Using the entries below, output exactly the lines from the one containing "assert_eq!(policy.decide(&resp, 2), RetryDecision::Retry);" through the final line, both included, and no others.

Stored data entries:
------------
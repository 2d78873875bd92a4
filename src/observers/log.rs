//! # Simple logging observer for debugging and demos.
//!
//! [`LogWriter`] prints events to stdout in a human-readable format.
//!
//! ## Output format
//! ```text
//! [attempt] cond=replica-ready attempt=1
//! [backoff] cond=replica-ready delay=2s attempt=1
//! [met] cond=replica-ready attempt=3
//! [budget-exceeded] cond=replica-ready budget=10s
//! [cancelled] cond=replica-ready
//! ```

use async_trait::async_trait;

use crate::events::{Event, EventKind};
use crate::observers::Observe;

/// Simple stdout logging observer.
///
/// Enabled via the `logging` feature. Not intended for production use —
/// implement a custom [`Observe`] for structured logging or metrics.
pub struct LogWriter;

#[async_trait]
impl Observe for LogWriter {
    async fn on_event(&self, e: &Event) {
        match e.kind {
            EventKind::AttemptStarted => {
                if let (Some(cond), Some(att)) = (&e.condition, e.attempt) {
                    println!("[attempt] cond={cond} attempt={att}");
                }
            }
            EventKind::BackoffScheduled => {
                println!(
                    "[backoff] cond={:?} delay={:?} attempt={:?}",
                    e.condition, e.delay, e.attempt
                );
            }
            EventKind::ConditionMet => {
                println!("[met] cond={:?} attempt={:?}", e.condition, e.attempt);
            }
            EventKind::BudgetExceeded => {
                println!(
                    "[budget-exceeded] cond={:?} budget={:?}",
                    e.condition, e.budget
                );
            }
            EventKind::Canceled => {
                println!("[cancelled] cond={:?}", e.condition);
            }
        }
    }

    fn name(&self) -> &'static str {
        "log_writer"
    }
}
//! # Session events emitted by the backoff circuit.
//!
//! The [`EventKind`] enum classifies event types across two categories:
//! - **Tick events**: one per attempt ([`EventKind::AttemptStarted`]) plus
//!   the sleep scheduled after a miss ([`EventKind::BackoffScheduled`])
//! - **Terminal events**: how the session ended (condition met, budget
//!   exceeded, cancelled)
//!
//! The [`Event`] struct carries additional metadata such as timestamps, the
//! condition name, attempt numbers, and delays.
//!
//! ## Ordering guarantees
//! Each event has a globally unique sequence number (`seq`) that increases
//! monotonically across all sessions in the process.
//!
//! ## Example
//! ```
//! use std::time::Duration;
//! use holdoff::{Event, EventKind};
//!
//! let ev = Event::new(EventKind::BackoffScheduled)
//!     .with_condition("replica-ready")
//!     .with_attempt(3)
//!     .with_delay(Duration::from_secs(4));
//!
//! assert_eq!(ev.kind, EventKind::BackoffScheduled);
//! assert_eq!(ev.condition.as_deref(), Some("replica-ready"));
//! assert_eq!(ev.attempt, Some(3));
//! ```

use std::sync::Arc;
use std::sync::atomic::{AtomicU64, Ordering as AtomicOrdering};
use std::time::{Duration, SystemTime};

/// Global sequence counter for event ordering.
static EVENT_SEQ: AtomicU64 = AtomicU64::new(0);

/// Classification of session events.
#[derive(Debug, Clone, Copy, PartialEq, Eq)]
pub enum EventKind {
    // === Tick events ===
    /// An attempt is starting; emitted exactly once per attempt, before the
    /// condition runs.
    ///
    /// Sets:
    /// - `condition`: condition name
    /// - `attempt`: attempt number (1-based)
    /// - `at`: wall-clock timestamp
    /// - `seq`: global sequence
    AttemptStarted,

    /// The attempt missed; a sleep is scheduled before the next one.
    ///
    /// Sets:
    /// - `condition`: condition name
    /// - `attempt`: the attempt that missed
    /// - `delay`: how long the session sleeps before the next attempt
    /// - `at`: wall-clock timestamp
    /// - `seq`: global sequence
    BackoffScheduled,

    // === Terminal states ===
    /// The condition resolved true; the session is done.
    ///
    /// Sets:
    /// - `condition`: condition name
    /// - `attempt`: the attempt that succeeded
    /// - `at`: wall-clock timestamp
    /// - `seq`: global sequence
    ConditionMet,

    /// The overall budget ran out after a failed attempt.
    ///
    /// Sets:
    /// - `condition`: condition name
    /// - `attempt`: last attempt before giving up
    /// - `budget`: the configured overall budget
    /// - `at`: wall-clock timestamp
    /// - `seq`: global sequence
    BudgetExceeded,

    /// The session token was cancelled.
    ///
    /// Sets:
    /// - `condition`: condition name
    /// - `attempt`: attempts completed before cancellation
    /// - `at`: wall-clock timestamp
    /// - `seq`: global sequence
    Canceled,
}

/// Session event with optional metadata.
///
/// - `seq`: monotonic global sequence for ordering
/// - `at`: wall-clock timestamp (for logs)
/// - other optional fields are set depending on the [`EventKind`]
#[derive(Clone, Debug)]
pub struct Event {
    /// Globally unique, monotonically increasing sequence number.
    pub seq: u64,
    /// Wall-clock timestamp.
    pub at: SystemTime,
    /// Event classification.
    pub kind: EventKind,

    /// Name of the condition being polled, if applicable.
    pub condition: Option<Arc<str>>,
    /// Attempt count (starting from 1).
    pub attempt: Option<u64>,
    /// Sleep scheduled before the next attempt.
    pub delay: Option<Duration>,
    /// Configured overall budget (terminal budget events only).
    pub budget: Option<Duration>,
}

impl Event {
    /// Creates a new event of the given kind with the current timestamp and
    /// the next sequence number.
    pub fn new(kind: EventKind) -> Self {
        Self {
            seq: EVENT_SEQ.fetch_add(1, AtomicOrdering::Relaxed),
            at: SystemTime::now(),
            kind,
            condition: None,
            attempt: None,
            delay: None,
            budget: None,
        }
    }

    /// Sets the condition name.
    pub fn with_condition(mut self, name: &str) -> Self {
        self.condition = Some(Arc::from(name));
        self
    }

    /// Sets the attempt number.
    pub fn with_attempt(mut self, attempt: u64) -> Self {
        self.attempt = Some(attempt);
        self
    }

    /// Sets the scheduled delay.
    pub fn with_delay(mut self, delay: Duration) -> Self {
        self.delay = Some(delay);
        self
    }

    /// Sets the configured budget.
    pub fn with_budget(mut self, budget: Duration) -> Self {
        self.budget = Some(budget);
        self
    }
}

#[cfg(test)]
mod tests {
    use super::*;

    #[test]
    fn sequence_numbers_are_monotonic() {
        let first = Event::new(EventKind::AttemptStarted);
        let second = Event::new(EventKind::AttemptStarted);
        assert!(second.seq > first.seq);
    }

    #[test]
    fn builders_set_their_fields() {
        let ev = Event::new(EventKind::BudgetExceeded)
            .with_condition("cache-warm")
            .with_attempt(7)
            .with_budget(Duration::from_secs(10));

        assert_eq!(ev.kind, EventKind::BudgetExceeded);
        assert_eq!(ev.condition.as_deref(), Some("cache-warm"));
        assert_eq!(ev.attempt, Some(7));
        assert_eq!(ev.budget, Some(Duration::from_secs(10)));
        assert_eq!(ev.delay, None);
    }
}
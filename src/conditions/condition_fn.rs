//! # Function-backed condition (`ConditionFn`)
//!
//! [`ConditionFn`] wraps a closure `F: Fn(CancellationToken) -> Fut`,
//! producing a fresh future per attempt. No hidden state is carried between
//! attempts; if shared state is needed, move an `Arc<...>` into the closure
//! explicitly.
//!
//! ## Example
//! ```
//! use tokio_util::sync::CancellationToken;
//! use holdoff::{BoxError, Condition, ConditionFn, ConditionRef};
//!
//! let ready: ConditionRef = ConditionFn::arc("ready", |_ctx: CancellationToken| async move {
//!     // probe something...
//!     Ok::<bool, BoxError>(true)
//! });
//!
//! assert_eq!(ready.name(), "ready");
//! ```

use std::borrow::Cow;
use std::future::Future;
use std::sync::Arc;

use async_trait::async_trait;
use tokio_util::sync::CancellationToken;

use crate::conditions::condition::Condition;
use crate::error::BoxError;

/// Function-backed condition implementation.
///
/// Wraps a closure that *creates* a new future per attempt.
pub struct ConditionFn<F> {
    name: Cow<'static, str>,
    f: F,
}

impl<F> ConditionFn<F> {
    /// Creates a new function-backed condition.
    ///
    /// Prefer [`ConditionFn::arc`] when you immediately need a [`ConditionRef`].
    pub fn new(name: impl Into<Cow<'static, str>>, f: F) -> Self {
        Self {
            name: name.into(),
            f,
        }
    }

    /// Creates the condition and returns it as a shared handle.
    pub fn arc(name: impl Into<Cow<'static, str>>, f: F) -> Arc<Self> {
        Arc::new(Self::new(name, f))
    }
}

#[async_trait]
impl<F, Fut> Condition for ConditionFn<F>
where
    F: Fn(CancellationToken) -> Fut + Send + Sync + 'static, // Fn, not FnMut
    Fut: Future<Output = Result<bool, BoxError>> + Send + 'static,
{
    fn name(&self) -> &str {
        &self.name
    }

    async fn check(&self, ctx: CancellationToken) -> Result<bool, BoxError> {
        (self.f)(ctx).await
    }
}
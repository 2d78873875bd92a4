//! Observers for backoff session events.
//!
//! This module provides the [`Observe`] trait and, behind the `logging`
//! feature, a built-in stdout implementation.
//!
//! ## Event flow
//! ```text
//! Backoff::start ── on_event(&Event) ──► your Observe impl
//!        │                                 (awaited inline, one event
//!        ▼                                  at a time, never overlapping
//!   condition.check                         an attempt)
//! ```
//!
//! ## Implementing custom observers
//! ```
//! use async_trait::async_trait;
//! use holdoff::{Event, EventKind, Observe};
//!
//! struct Metrics;
//!
//! #[async_trait]
//! impl Observe for Metrics {
//!     async fn on_event(&self, event: &Event) {
//!         if event.kind == EventKind::BudgetExceeded {
//!             // increment a give-up counter
//!         }
//!     }
//! }
//! ```

mod observe;

pub use observe::{Observe, ObserverRef};

#[cfg(feature = "logging")]
mod log;
#[cfg(feature = "logging")]
pub use log::LogWriter;
//! # Delay-growth strategy.
//!
//! [`Strategy`] selects the rule used to derive the next delay from the
//! ordered pair `(previous, current)`:
//!
//! - [`Strategy::Linear`] — `next = current + 1s`, sleeping 1, 2, 3, 4, 5…
//! - [`Strategy::Fibonacci`] — `next = previous + current`, sleeping 1, 2, 3, 5, 8…
//! - [`Strategy::Exponential`] — `next = current × 2`, sleeping 1, 2, 4, 8, 16…
//!
//! Linear seeds the pair at `(0s, 1s)`; Fibonacci and Exponential seed at
//! `(1s, 1s)`, which is why the fibonacci sleep sequence skips the leading
//! double one.
//!
//! # Example
//! ```
//! use std::time::Duration;
//! use holdoff::Strategy;
//!
//! let one = Duration::from_secs(1);
//! let two = Duration::from_secs(2);
//!
//! assert_eq!(Strategy::Linear.grow(one, two), Duration::from_secs(3));
//! assert_eq!(Strategy::Fibonacci.grow(one, two), Duration::from_secs(3));
//! assert_eq!(Strategy::Exponential.grow(one, two), Duration::from_secs(4));
//! ```

use std::time::Duration;

/// One delay unit. All growth rules operate in whole-second steps.
pub(crate) const STEP: Duration = Duration::from_secs(1);

/// Rule for deriving the next delay from the previous two.
#[derive(Clone, Copy, Debug, PartialEq, Eq)]
pub enum Strategy {
    /// Grow by one second per attempt (1, 2, 3, 4, 5…).
    Linear,

    /// Grow by the sum of the previous two delays (1, 2, 3, 5, 8…).
    Fibonacci,

    /// Double the delay each attempt (1, 2, 4, 8, 16…).
    Exponential,
}

impl Default for Strategy {
    /// Returns [`Strategy::Linear`], the gentlest growth rule.
    fn default() -> Self {
        Strategy::Linear
    }
}

impl Strategy {
    /// Computes the next delay from the `(previous, current)` pair.
    ///
    /// Pure arithmetic: capping and the pair shift are handled by
    /// [`Delays::advance`](crate::policies::Delays::advance).
    pub fn grow(self, previous: Duration, current: Duration) -> Duration {
        match self {
            Strategy::Linear => current + STEP,
            Strategy::Fibonacci => previous + current,
            Strategy::Exponential => current * 2,
        }
    }

    /// Returns the seed pair for this strategy.
    ///
    /// Linear starts at `(0s, 1s)`; Fibonacci and Exponential at `(1s, 1s)`.
    pub(crate) fn seeds(self) -> (Duration, Duration) {
        match self {
            Strategy::Linear => (Duration::ZERO, STEP),
            Strategy::Fibonacci | Strategy::Exponential => (STEP, STEP),
        }
    }
}

#[cfg(test)]
mod tests {
    use super::*;

    fn secs(n: u64) -> Duration {
        Duration::from_secs(n)
    }

    #[test]
    fn linear_adds_one_step() {
        assert_eq!(Strategy::Linear.grow(secs(0), secs(1)), secs(2));
        assert_eq!(Strategy::Linear.grow(secs(4), secs(5)), secs(6));
    }

    #[test]
    fn fibonacci_sums_the_pair() {
        assert_eq!(Strategy::Fibonacci.grow(secs(1), secs(1)), secs(2));
        assert_eq!(Strategy::Fibonacci.grow(secs(3), secs(5)), secs(8));
    }

    #[test]
    fn exponential_doubles_current() {
        assert_eq!(Strategy::Exponential.grow(secs(1), secs(1)), secs(2));
        assert_eq!(Strategy::Exponential.grow(secs(4), secs(8)), secs(16));
    }

    #[test]
    fn seeds_match_strategy() {
        assert_eq!(Strategy::Linear.seeds(), (secs(0), secs(1)));
        assert_eq!(Strategy::Fibonacci.seeds(), (secs(1), secs(1)));
        assert_eq!(Strategy::Exponential.seeds(), (secs(1), secs(1)));
    }
}
// Transient error retry policy
//
// A 500 with a plain-text body comes from the reverse proxy in front of the
// service, not from the service itself. Status and content type are configurable.
use crate::application::constants::{DEFAULT_MAX_RETRIES, TRANSIENT_CONTENT_TYPE, TRANSIENT_STATUS};
use crate::port::RawResponse;
use tracing::warn;

/// Retry decision result
#[derive(Debug, PartialEq, Eq)]
pub enum RetryDecision {
    /// Not a transient failure, classify the response as-is
    Accept,
    /// Transient failure with attempts left, resend
    Retry,
    /// Transient failure on the last allowed attempt
    Exhausted,
}

/// Bounded retry policy for transient gateway errors
#[derive(Debug, Clone, PartialEq, Eq)]
pub struct TransientRetryPolicy {
    pub enabled: bool,
    /// Additional attempts after the first one
    pub max_retries: u32,
    pub status: u16,
    /// Substring that must appear in the response content type
    pub content_type_marker: String,
}

impl Default for TransientRetryPolicy {
    fn default() -> Self {
        Self {
            enabled: true,
            max_retries: DEFAULT_MAX_RETRIES,
            status: TRANSIENT_STATUS,
            content_type_marker: TRANSIENT_CONTENT_TYPE.to_string(),
        }
    }
}

impl TransientRetryPolicy {
    /// Policy that never retries
    pub fn disabled() -> Self {
        Self {
            enabled: false,
            ..Self::default()
        }
    }

    pub fn with_max_retries(mut self, max_retries: u32) -> Self {
        self.max_retries = max_retries;
        self
    }

    /// Total number of attempts the policy allows
    pub fn max_attempts(&self) -> u32 {
        if self.enabled {
            self.max_retries.saturating_add(1)
        } else {
            1
        }
    }

    pub fn is_transient(&self, response: &RawResponse) -> bool {
        response.status == self.status
            && response
                .content_type
                .as_deref()
                .map(|ct| ct.contains(self.content_type_marker.as_str()))
                .unwrap_or(false)
    }

    /// Decide what to do with a response
    ///
    /// # Arguments
    /// * `response` - Response of the attempt that just finished
    /// * `attempt` - 1-based number of that attempt
    pub fn decide(&self, response: &RawResponse, attempt: u32) -> RetryDecision {
        if !self.enabled || !self.is_transient(response) {
            return RetryDecision::Accept;
        }

        if attempt >= self.max_attempts() {
            warn!(
                status = %response.status,
                attempts = %attempt,
                "Max retry attempts reached"
            );
            return RetryDecision::Exhausted;
        }

        warn!(
            status = %response.status,
            attempt = %attempt,
            max_attempts = %self.max_attempts(),
            "Transient gateway error, retrying"
        );
        RetryDecision::Retry
    }
}

#[cfg(test)]
mod tests {
    use super::*;
    use serde_json::json;

    #[test]
    fn test_transient_signature() {
        let policy = TransientRetryPolicy::default();

        assert!(policy.is_transient(&RawResponse::text(500, "Bad gateway")));
        assert!(policy.is_transient(
            &RawResponse::text(500, "x").with_content_type("text/plain; charset=utf-8")
        ));
        assert!(!policy.is_transient(&RawResponse::json(500, json!({"error_message": "x"}))));
        assert!(!policy.is_transient(&RawResponse::text(502, "x")));
    }

    #[test]
    fn test_default_allows_two_retries() {
        let policy = TransientRetryPolicy::default();
        let resp = RawResponse::text(500, "oops");

        assert_eq!(policy.decide(&resp, 1), RetryDecision::Retry);
        assert_eq!(policy.decide(&resp, 2), RetryDecision::Retry);
        assert_eq!(policy.decide(&resp, 3), RetryDecision::Exhausted);
    }

    #[test]
    fn test_non_transient_is_accepted() {
        let policy = TransientRetryPolicy::default();
        assert_eq!(
            policy.decide(&RawResponse::json(200, json!({})), 1),
            RetryDecision::Accept
        );
    }

    #[test]
    fn test_disabled_policy_accepts_everything() {
        let policy = TransientRetryPolicy::disabled();
        assert_eq!(policy.max_attempts(), 1);
        assert_eq!(
            policy.decide(&RawResponse::text(500, "oops"), 1),
            RetryDecision::Accept
        );
    }

    #[test]
    fn test_custom_signature() {
        let policy = TransientRetryPolicy {
            status: 504,
            content_type_marker: "text/html".to_string(),
            ..TransientRetryPolicy::default()
        }
        .with_max_retries(0);

        let resp = RawResponse::text(504, "<html/>").with_content_type("text/html");
        assert_eq!(policy.decide(&resp, 1), RetryDecision::Exhausted);
    }

    #[test]
    fn test_unbounded_retries_saturate() {
        let policy = TransientRetryPolicy::default().with_max_retries(u32::MAX);
        let resp = RawResponse::text(500, "x");

        assert_eq!(policy.max_attempts(), u32::MAX);
        assert_eq!(policy.decide(&resp, 1), RetryDecision::Retry);
        assert_eq!(policy.decide(&resp, u32::MAX), RetryDecision::Exhausted);
    }
}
------------
— Result —
        assert_eq!(policy.decide(&resp, 2), RetryDecision::Retry);
        assert_eq!(policy.decide(&resp, 3), RetryDecision::Exhausted);
    }

    #[test]
    fn test_non_transient_is_accepted() {
        let policy = TransientRetryPolicy::default();
        assert_eq!(
            policy.decide(&RawResponse::json(200, json!({})), 1),
            RetryDecision::Accept
        );
    }

    #[test]
    fn test_disabled_policy_accepts_everything() {
        let policy = TransientRetryPolicy::disabled();
        assert_eq!(policy.max_attempts(), 1);
        assert_eq!(
            policy.decide(&RawResponse::text(500, "oops"), 1),
            RetryDecision::Accept
        );
    }

    #[test]
    fn test_custom_signature() {
        let policy = TransientRetryPolicy {
            status: 504,
            content_type_marker: "text/html".to_string(),
            ..TransientRetryPolicy::default()
        }
        .with_max_retries(0);

        let resp = RawResponse::text(504, "<html/>").with_content_type("text/html");
        assert_eq!(policy.decide(&resp, 1), RetryDecision::Exhausted);
    }

    #[test]
    fn test_unbounded_retries_saturate() {
        let policy = TransientRetryPolicy::default().with_max_retries(u32::MAX);
        let resp = RawResponse::text(500, "x");

        assert_eq!(policy.max_attempts(), u32::MAX);
        assert_eq!(policy.decide(&resp, 1), RetryDecision::Retry);
        assert_eq!(policy.decide(&resp, u32::MAX), RetryDecision::Exhausted);
    }
}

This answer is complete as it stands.